START ENTRIES SHOWN

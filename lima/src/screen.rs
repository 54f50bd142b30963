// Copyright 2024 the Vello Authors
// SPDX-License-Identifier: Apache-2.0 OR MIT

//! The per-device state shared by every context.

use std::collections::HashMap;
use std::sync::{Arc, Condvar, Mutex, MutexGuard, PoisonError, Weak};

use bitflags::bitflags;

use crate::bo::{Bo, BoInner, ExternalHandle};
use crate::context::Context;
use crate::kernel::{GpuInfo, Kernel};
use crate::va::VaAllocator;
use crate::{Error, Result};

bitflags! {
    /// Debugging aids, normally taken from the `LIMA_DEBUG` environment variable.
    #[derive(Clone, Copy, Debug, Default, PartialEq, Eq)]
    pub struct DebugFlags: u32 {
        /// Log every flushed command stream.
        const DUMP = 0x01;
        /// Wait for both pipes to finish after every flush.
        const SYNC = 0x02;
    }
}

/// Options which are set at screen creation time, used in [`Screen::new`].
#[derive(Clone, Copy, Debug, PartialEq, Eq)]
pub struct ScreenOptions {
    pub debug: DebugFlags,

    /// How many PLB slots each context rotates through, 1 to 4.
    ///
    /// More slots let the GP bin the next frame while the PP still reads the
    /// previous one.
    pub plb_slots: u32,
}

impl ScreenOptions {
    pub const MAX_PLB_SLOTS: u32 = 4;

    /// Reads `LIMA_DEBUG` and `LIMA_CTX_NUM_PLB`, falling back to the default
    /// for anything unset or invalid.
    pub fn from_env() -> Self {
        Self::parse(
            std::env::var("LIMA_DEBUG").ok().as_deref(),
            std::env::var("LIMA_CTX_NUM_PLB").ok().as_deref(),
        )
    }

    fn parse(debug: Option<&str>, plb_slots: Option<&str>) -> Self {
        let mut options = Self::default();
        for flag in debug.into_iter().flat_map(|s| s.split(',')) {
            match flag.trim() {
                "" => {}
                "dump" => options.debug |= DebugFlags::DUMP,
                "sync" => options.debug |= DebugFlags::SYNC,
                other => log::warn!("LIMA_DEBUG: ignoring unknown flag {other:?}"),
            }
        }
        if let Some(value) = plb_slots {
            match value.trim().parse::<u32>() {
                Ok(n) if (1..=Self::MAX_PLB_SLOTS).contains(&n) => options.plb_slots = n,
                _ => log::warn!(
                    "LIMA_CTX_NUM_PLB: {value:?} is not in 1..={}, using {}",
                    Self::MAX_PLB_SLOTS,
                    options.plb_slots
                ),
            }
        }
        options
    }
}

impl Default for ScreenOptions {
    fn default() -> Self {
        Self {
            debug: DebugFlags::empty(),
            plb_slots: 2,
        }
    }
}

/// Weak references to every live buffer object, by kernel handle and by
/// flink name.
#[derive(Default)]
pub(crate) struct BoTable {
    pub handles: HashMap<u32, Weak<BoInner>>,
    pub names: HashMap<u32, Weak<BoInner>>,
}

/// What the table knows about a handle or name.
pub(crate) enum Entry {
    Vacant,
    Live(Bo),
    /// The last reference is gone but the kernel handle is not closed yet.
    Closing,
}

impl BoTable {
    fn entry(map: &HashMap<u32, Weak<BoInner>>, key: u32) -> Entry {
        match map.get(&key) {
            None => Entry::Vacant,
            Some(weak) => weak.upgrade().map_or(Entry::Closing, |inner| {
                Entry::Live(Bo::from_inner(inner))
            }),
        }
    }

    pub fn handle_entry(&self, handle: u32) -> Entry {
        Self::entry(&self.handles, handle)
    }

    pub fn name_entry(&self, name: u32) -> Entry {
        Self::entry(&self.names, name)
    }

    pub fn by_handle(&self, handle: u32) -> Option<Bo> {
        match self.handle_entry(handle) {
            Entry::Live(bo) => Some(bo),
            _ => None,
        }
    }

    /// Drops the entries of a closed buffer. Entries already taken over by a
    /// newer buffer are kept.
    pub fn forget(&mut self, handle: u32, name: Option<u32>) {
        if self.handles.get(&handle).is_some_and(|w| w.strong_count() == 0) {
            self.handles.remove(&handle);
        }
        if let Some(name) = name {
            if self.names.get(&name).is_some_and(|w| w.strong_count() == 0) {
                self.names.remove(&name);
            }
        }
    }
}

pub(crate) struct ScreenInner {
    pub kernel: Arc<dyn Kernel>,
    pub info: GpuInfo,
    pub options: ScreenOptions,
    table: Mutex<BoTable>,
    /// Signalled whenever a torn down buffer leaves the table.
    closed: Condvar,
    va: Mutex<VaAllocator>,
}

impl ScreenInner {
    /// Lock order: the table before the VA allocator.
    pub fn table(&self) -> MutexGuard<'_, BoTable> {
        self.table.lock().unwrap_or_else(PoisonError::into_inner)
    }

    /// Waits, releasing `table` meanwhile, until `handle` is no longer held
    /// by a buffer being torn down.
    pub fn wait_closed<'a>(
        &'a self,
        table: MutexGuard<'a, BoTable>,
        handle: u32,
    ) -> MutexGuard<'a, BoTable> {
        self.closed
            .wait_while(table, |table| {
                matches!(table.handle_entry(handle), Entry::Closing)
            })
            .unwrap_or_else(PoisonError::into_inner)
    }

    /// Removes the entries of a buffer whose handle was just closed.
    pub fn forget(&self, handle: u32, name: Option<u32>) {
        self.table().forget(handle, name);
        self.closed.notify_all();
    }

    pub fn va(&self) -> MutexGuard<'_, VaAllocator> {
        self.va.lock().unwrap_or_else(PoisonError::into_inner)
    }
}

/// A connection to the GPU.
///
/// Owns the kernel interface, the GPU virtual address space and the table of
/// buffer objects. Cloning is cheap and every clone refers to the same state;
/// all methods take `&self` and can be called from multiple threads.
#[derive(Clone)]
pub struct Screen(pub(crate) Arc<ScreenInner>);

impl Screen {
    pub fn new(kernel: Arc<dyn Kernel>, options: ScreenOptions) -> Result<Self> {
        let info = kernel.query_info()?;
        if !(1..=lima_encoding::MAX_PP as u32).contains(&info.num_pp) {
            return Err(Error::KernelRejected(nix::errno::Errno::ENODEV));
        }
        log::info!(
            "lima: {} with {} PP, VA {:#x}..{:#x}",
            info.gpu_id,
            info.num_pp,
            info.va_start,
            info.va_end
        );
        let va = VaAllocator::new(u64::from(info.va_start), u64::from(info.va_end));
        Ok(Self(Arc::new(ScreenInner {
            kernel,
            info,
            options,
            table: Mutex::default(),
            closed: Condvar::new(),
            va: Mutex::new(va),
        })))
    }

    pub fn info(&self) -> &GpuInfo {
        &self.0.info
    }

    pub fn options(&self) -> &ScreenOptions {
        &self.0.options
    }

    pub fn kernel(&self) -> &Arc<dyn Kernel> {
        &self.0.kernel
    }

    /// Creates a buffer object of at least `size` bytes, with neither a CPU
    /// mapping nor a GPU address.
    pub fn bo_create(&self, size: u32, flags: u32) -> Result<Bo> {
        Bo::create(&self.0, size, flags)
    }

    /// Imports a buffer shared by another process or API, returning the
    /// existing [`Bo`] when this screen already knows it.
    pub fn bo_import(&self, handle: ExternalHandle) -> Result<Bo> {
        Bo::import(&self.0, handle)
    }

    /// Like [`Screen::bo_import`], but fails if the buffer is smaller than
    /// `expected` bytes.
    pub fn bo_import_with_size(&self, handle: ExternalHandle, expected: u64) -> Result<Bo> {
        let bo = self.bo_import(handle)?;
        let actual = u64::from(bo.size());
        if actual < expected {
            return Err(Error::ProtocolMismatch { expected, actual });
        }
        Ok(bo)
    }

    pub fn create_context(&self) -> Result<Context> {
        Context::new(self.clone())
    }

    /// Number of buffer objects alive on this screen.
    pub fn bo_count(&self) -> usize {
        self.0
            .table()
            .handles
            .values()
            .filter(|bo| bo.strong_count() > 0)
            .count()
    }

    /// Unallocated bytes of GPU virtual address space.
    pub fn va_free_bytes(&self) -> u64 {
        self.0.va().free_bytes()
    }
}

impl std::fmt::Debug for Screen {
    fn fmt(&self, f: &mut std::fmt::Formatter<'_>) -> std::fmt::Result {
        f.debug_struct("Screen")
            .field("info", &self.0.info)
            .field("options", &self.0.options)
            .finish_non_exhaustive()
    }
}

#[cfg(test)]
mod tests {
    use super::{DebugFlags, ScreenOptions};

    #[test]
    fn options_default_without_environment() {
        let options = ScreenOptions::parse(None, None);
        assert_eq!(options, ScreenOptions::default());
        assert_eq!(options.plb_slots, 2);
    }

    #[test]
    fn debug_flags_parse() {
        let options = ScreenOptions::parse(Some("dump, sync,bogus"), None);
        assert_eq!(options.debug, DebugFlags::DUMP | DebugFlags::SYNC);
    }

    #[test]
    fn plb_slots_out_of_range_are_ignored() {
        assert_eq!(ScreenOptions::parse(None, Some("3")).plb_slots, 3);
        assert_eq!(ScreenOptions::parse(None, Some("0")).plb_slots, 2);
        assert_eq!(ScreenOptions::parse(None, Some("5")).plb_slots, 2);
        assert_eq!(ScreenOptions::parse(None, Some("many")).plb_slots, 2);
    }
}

END ENTRIES SHOWN
START ENTRIES SHOWN

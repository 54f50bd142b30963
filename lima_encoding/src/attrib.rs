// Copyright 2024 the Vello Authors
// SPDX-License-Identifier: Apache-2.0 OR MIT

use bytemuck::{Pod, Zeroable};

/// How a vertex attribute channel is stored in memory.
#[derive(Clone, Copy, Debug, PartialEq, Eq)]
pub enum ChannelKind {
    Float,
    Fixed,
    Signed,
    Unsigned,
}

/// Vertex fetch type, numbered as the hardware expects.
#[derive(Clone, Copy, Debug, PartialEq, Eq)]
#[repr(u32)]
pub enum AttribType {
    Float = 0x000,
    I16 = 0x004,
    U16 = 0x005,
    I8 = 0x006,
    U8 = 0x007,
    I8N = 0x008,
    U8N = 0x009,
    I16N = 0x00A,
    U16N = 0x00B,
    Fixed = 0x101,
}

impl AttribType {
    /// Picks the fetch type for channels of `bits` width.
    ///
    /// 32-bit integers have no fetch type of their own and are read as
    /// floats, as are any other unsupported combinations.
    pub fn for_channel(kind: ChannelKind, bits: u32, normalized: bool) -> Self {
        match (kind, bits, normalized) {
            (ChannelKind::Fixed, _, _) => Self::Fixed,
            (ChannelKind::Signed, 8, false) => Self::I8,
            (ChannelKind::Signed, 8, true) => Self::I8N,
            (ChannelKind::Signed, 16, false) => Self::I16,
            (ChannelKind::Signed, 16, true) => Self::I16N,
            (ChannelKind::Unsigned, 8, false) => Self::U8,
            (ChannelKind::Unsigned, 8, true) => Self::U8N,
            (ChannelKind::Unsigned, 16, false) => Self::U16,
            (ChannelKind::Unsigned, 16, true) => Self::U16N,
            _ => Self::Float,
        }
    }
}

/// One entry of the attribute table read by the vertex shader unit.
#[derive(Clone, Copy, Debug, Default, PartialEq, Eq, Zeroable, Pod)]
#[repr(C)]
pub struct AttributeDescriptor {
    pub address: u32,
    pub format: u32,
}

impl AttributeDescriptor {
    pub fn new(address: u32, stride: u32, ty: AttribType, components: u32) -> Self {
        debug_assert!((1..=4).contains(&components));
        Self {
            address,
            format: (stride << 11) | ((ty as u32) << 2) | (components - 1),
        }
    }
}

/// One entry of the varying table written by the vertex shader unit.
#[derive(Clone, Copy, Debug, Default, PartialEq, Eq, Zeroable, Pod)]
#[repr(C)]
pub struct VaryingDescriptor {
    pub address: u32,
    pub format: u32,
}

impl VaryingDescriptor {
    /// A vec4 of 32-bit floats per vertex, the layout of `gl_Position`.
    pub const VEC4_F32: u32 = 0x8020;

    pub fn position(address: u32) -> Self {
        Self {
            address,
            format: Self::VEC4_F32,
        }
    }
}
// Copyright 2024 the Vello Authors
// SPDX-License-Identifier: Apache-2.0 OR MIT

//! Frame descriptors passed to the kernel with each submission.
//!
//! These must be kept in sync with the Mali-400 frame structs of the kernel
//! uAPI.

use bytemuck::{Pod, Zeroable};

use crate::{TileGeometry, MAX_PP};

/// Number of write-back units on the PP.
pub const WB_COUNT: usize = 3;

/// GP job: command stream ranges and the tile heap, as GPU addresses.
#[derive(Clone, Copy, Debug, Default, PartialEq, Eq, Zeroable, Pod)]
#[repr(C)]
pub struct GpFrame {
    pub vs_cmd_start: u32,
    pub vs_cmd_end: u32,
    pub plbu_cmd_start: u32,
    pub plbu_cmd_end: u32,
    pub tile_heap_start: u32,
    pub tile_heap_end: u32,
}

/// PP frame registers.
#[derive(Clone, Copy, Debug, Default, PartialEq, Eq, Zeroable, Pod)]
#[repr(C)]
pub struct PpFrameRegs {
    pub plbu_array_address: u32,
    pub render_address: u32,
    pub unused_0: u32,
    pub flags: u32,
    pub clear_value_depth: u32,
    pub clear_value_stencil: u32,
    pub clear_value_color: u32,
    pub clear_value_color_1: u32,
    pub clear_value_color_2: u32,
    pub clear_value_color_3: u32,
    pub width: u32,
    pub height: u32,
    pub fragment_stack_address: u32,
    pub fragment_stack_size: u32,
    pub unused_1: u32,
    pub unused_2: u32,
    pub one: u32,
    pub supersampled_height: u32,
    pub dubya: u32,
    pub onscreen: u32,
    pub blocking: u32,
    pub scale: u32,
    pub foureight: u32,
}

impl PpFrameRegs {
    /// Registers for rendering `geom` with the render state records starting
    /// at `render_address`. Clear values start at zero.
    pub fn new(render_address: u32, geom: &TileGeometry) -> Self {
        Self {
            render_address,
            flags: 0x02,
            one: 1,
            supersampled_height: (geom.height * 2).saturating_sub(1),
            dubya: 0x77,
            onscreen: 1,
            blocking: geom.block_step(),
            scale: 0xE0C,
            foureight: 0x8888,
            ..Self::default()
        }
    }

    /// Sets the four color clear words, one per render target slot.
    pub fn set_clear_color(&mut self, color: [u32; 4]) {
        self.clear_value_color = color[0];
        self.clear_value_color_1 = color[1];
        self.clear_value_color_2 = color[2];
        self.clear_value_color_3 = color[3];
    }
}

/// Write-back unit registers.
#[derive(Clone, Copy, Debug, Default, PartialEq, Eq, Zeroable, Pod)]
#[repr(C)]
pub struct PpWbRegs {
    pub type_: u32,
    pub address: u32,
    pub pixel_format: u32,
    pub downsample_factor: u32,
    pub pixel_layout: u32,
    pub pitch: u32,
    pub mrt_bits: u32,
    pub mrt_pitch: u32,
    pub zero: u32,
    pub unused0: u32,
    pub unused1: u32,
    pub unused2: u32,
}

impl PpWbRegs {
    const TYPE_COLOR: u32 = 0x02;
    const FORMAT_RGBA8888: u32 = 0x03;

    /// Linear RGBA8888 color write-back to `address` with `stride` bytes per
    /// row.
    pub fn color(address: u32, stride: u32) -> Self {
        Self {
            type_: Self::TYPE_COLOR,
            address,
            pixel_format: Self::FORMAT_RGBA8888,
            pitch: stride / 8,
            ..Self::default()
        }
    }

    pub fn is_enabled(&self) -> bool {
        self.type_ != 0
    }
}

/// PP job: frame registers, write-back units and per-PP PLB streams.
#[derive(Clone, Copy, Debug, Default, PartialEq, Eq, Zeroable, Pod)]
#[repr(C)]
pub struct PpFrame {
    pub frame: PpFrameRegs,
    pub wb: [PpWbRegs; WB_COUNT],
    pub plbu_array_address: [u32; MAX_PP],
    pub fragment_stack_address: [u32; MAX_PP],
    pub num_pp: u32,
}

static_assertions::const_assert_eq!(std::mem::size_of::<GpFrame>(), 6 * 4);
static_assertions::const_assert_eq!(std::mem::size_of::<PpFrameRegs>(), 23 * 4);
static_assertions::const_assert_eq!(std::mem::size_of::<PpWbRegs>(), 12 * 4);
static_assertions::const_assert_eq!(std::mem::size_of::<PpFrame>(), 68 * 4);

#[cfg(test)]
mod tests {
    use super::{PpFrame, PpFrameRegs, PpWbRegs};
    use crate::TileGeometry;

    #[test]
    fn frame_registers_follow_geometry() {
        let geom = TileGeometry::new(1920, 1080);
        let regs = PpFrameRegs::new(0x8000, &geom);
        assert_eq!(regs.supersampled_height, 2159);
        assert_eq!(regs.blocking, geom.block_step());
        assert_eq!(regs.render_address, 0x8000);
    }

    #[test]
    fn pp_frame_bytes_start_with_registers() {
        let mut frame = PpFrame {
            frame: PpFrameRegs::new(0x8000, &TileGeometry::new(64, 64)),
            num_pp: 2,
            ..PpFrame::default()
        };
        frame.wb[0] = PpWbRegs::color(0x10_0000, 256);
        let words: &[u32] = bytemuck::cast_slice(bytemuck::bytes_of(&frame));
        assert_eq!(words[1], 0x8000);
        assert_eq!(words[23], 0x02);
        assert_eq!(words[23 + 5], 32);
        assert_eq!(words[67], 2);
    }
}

END ENTRIES SHOWN
START ENTRIES SHOWN

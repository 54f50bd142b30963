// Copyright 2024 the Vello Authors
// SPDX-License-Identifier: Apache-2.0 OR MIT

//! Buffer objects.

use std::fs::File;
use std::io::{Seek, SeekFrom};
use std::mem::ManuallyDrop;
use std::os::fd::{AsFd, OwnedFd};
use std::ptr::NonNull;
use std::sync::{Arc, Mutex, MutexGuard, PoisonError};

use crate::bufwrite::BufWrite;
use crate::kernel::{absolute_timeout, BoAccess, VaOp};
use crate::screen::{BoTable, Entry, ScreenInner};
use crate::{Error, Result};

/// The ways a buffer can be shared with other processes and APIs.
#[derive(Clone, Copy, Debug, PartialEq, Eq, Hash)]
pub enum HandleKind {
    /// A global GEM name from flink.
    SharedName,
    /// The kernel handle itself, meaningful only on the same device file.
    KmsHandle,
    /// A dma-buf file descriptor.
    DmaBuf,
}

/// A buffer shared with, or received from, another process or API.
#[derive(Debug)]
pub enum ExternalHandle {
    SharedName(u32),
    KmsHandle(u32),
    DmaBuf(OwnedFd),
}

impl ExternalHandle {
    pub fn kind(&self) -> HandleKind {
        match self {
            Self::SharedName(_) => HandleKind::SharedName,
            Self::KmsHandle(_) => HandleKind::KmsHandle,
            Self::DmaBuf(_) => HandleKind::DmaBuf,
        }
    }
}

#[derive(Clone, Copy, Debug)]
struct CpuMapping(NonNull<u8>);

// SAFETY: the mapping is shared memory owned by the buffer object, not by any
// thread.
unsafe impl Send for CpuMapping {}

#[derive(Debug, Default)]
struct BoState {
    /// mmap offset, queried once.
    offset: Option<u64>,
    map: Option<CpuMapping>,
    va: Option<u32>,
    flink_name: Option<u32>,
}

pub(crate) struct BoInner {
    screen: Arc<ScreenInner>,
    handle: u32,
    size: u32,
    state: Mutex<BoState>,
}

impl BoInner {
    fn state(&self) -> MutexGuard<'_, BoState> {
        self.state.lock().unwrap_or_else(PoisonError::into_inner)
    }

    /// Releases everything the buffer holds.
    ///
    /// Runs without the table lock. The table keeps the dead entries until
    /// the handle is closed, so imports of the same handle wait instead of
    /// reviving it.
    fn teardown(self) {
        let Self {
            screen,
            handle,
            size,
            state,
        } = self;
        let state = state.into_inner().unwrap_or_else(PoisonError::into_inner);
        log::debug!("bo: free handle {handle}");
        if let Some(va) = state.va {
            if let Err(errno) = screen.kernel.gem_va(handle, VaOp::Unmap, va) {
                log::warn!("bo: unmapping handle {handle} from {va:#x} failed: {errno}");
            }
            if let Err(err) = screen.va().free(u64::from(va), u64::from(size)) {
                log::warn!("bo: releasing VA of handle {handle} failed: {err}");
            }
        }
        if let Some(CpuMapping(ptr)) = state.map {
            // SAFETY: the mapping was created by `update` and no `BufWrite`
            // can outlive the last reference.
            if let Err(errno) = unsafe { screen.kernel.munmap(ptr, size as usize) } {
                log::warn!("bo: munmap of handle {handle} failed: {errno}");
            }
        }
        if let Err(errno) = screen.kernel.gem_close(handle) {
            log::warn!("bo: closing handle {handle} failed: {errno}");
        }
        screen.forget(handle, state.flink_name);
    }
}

END ENTRIES SHOWN

> EXERCISE AIM
Return, word for word, the lines of the data above from the line with "if actual <" through the line with "virtual address space.", inclusive.

> EXPECTED OUTPUT
        if actual < expected {
            return Err(Error::ProtocolMismatch { expected, actual });
        }
        Ok(bo)
    }

    pub fn create_context(&self) -> Result<Context> {
        Context::new(self.clone())
    }

    /// Number of buffer objects alive on this screen.
    pub fn bo_count(&self) -> usize {
        self.0
            .table()
            .handles
            .values()
            .filter(|bo| bo.strong_count() > 0)
            .count()
    }

    /// Unallocated bytes of GPU virtual address space.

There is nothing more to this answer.